Now the question is:
was there marginal homogenity? if not, then that is an indicator that the
general response to the experimental settings was different for the kids.
*Challenges*:
1) what about symmetry ?
As Peter pointed out - you can easily check that the following two matrices
have the same homogeneous margins, but only one is symmetric:
3 2 1
2 3 2
1 2 3
3 1 2
3 3 1
0 3 3
And running the two tests we have yields very interesting results (and if
someone has an explanation for them, they would be greatly appreciated):
> tt <- as.table(t(matrix(c(30,10,20,
+ 30,30 ,10,
+ 0 ,30 ,30)
+ , ncol .... [TRUNCATED]
> print(tt)
A B C
A 30 10 20
B 30 30 10
C 0 30 30
> mcnemar.test(tt)
McNemar's Chi-squared test
data: tt
McNemar's chi-squared = 40, df = 3, p-value = 1.066e-08
> mh_test(tt)
Asymptotic Marginal-Homogeneity Test
data: response by groups (Var1, Var2)
stratified by block
chi-squared = 0, df = 2, p-value = 1
> tt <- as.table(t(matrix(c(30,10,20,
+ 30,30 ,10,
+ 1 ,30 ,30)
+ , ncol .... [TRUNCATED]
> print(tt)
A B C
A 30 10 20
B 30 30 10
C 1 30 30
> mcnemar.test(tt)
McNemar's Chi-squared test
data: tt
McNemar's chi-squared = 37.1905, df = 3, p-value = 4.194e-08
> mh_test(tt)
Asymptotic Marginal-Homogeneity Test
data: response by groups (Var1, Var2)
stratified by block
chi-squared = 0.0244, df = 2, p-value = 0.9879
2) what about sparsity ?
What is the correct way to handle a sparse tables that includes some Zeros
in them?
(is filling them with 1's, in cases where the mcnemar is resulting with
NA's a legitimate strategy ?)
David, thank you for the queries and the good intentions,
I would be very happy for any help, directions, clerifications from you and
from the other members of this wonderful discussion group.
With much gratitude,
Tal
I hopes this helped clarify
On Mon, Jul 20, 2009 at 3:20 AM, David Winsemius <dwinsem...@comcast.net>wrote:
>
> On Jul 19, 2009, at 6:09 PM, Tal Galili wrote:
>
> Hello Charles,
>> Thank you for the detail reply.
>>
>> I am still left with the leading question which is: which test should I
>> use
>> when analyzing the 3 by 3 matrix I have? The mcnemar.test or the mh_test?

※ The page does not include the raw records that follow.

// rest_api/src/handlers/auth.rs
//
// Login and self-registration. Tokens carry the account id; every
// protected request is verified on its own.

use axum::{extract::State, http::StatusCode};
use chrono::Utc;
use serde::{Deserialize, Serialize};
use tracing::{info, warn};

use models::errors::HostelError;
use models::hostel::{NewUser, Role, User, UserProfile};
use security::{hash_password, verify_password, AuthError, AuthenticatedUser};

use crate::errors::{ApiJson, RestApiError};
use crate::response::ApiResponse;
use crate::AppState;

#[derive(Debug, Deserialize)]
pub struct LoginRequest {
    #[serde(default)]
    pub email: String,
    #[serde(default)]
    pub password: String,
}

#[derive(Debug, Deserialize)]
pub struct RegisterRequest {
    #[serde(default)]
    pub name: String,
    #[serde(default)]
    pub email: String,
    pub password: Option<String>,
}

#[derive(Debug, Serialize)]
pub struct AuthSession {
    pub token: String,
    pub user: UserProfile,
}

fn session(state: &AppState, user: &User) -> Result<AuthSession, RestApiError> {
    Ok(AuthSession { token: state.tokens.issue(user)?, user: user.profile() })
}

pub async fn login(
    State(state): State<AppState>,
    ApiJson(request): ApiJson<LoginRequest>,
) -> Result<ApiResponse<AuthSession>, RestApiError> {
    if request.email.trim().is_empty() || request.password.is_empty() {
        return Err(HostelError::validation("email and password are required").into());
    }

    let user = match state.store.get_user_by_email(&request.email)? {
        Some(user) => user,
        None => {
            warn!("Login attempt for unknown account {}", request.email);
            return Err(AuthError::InvalidCredentials.into());
        }
    };
    if !verify_password(&request.password, &user.password_hash)? {
        warn!("Wrong password for {}", user.email);
        return Err(AuthError::InvalidCredentials.into());
    }
    if !user.is_active() {
        return Err(AuthError::AccountDisabled.into());
    }

    info!("{} logged in", user.email);
    Ok(ApiResponse::fields(session(&state, &user)?))
}

/// The first account becomes Admin; later ones are Staff.
pub async fn register(
    State(state): State<AppState>,
    ApiJson(request): ApiJson<RegisterRequest>,
) -> Result<ApiResponse<AuthSession>, RestApiError> {
    let role = if state.store.has_users() { Role::Staff } else { Role::Admin };
    let new_user = NewUser {
        name: request.name,
        email: request.email,
        password: request.password,
        role: Some(role),
        status: None,
    };
    let password_hash = hash_password(new_user.validate()?)?;
    let user = state.store.add_user(User::from_new_user(new_user, password_hash, Utc::now())?)?;

    info!("Registered {} as {}", user.email, user.role.as_str());
    Ok(ApiResponse::fields(session(&state, &user)?).with_status(StatusCode::CREATED))
}

/// The account behind the bearer token. The extractor has already
/// rejected deleted and disabled accounts.
pub async fn me(
    State(state): State<AppState>,
    AuthenticatedUser(claims): AuthenticatedUser,
) -> Result<ApiResponse<UserProfile>, RestApiError> {
    Ok(ApiResponse::ok("user", state.store.get_user(&claims.sub)?.profile()))
}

>> Is the one necessarily better then the other?
>>
>
> Please define "better".
>
> (for example for
>> sparser matrices ?)
>>
>
> That does not help.
>
>
>> What about:
>> mh_test(as.table(matrix(1:16,4)))
>> It returns a very significant result:
>> chi-squared = 11.4098, df = 3, p-value = 0.009704
>>
>> Where as "mcnemar.test(matrix(1:16,4))", didn't:
>> McNemar's chi-squared = 11.5495, df = 6, p-value = 0.0728
>>
>> So which one is "right" ?
>>
>
> And now ... define "right".
>
> (from the looks of it, the mh_test is doing much better)
>>
>
> Perhaps from the perspective of a statistically naive reviewer.
>
>
>> Should the strategy be to try and use both methods, and start digging when
>> one doesn't sit well with the other?
>>
>
> I am reminded of Jim Holtam's tag line: "What problem are you trying to
> solve?"
>
>
>
>>
>> Thanks,
>> Tal
>>
>>
>>
>> On Sun, Jul 19, 2009 at 10:26 PM, Charles C. Berry <cbe...@tajo.ucsd.edu
>> >wrote:
>>
>> On Sun, 19 Jul 2009, Tal Galili wrote:
>>>
>>> Hello David,Thank you for your answer.
>>>
>>>>
>>>> Do you know then what does the "mcnemar.test" do in the case of a 3*3
>>>> table
>>>> ?
>>>>
>>>>
>>> print(mcnemar.test)
>>>
>>> will show you what it does.
>>>
>>> Because the results for the simple example I gave are rather different (P
>>>
>>>> value of 0.053 VS 0.73)
>>>>
>>>>
>>> The test mcnemar.test() constructs is one of symmetry, which is
>>> equivalent
>>> to marginal homogenity in hierarchical log-linear models as I recall from
>>> Bishop, Fienberg, and Holland's 1975 opus on count data.
>>>
>>> Stuart-Maxwell uses the dispersion matrix of marginal difference.
>>>
>>> These are two different tests. I suspect that Stuart-Maxwell is less
>>> susceptible to continuity issues in very sparse tables, which may account
>>> for the difference you see here.
>>>
>>>
>>>
>>> In case the mcnemar can't really handle a 3*3 matrix (or more),
>>>> shouldn't
>>>> there be an error massage for this case? (if so, who should I turn to,
>>>> in
>>>> order to report this?)
>>>>
>>>>
>>> Well, the code is pretty straightforward and
>>>
>>> mcnemar.test(matrix(1:16,4))
>>>
>>> returns 11.5495 which is correct.
>>>
>>> It looks like there is nothing to report. 3,1,5), ncol = 3))))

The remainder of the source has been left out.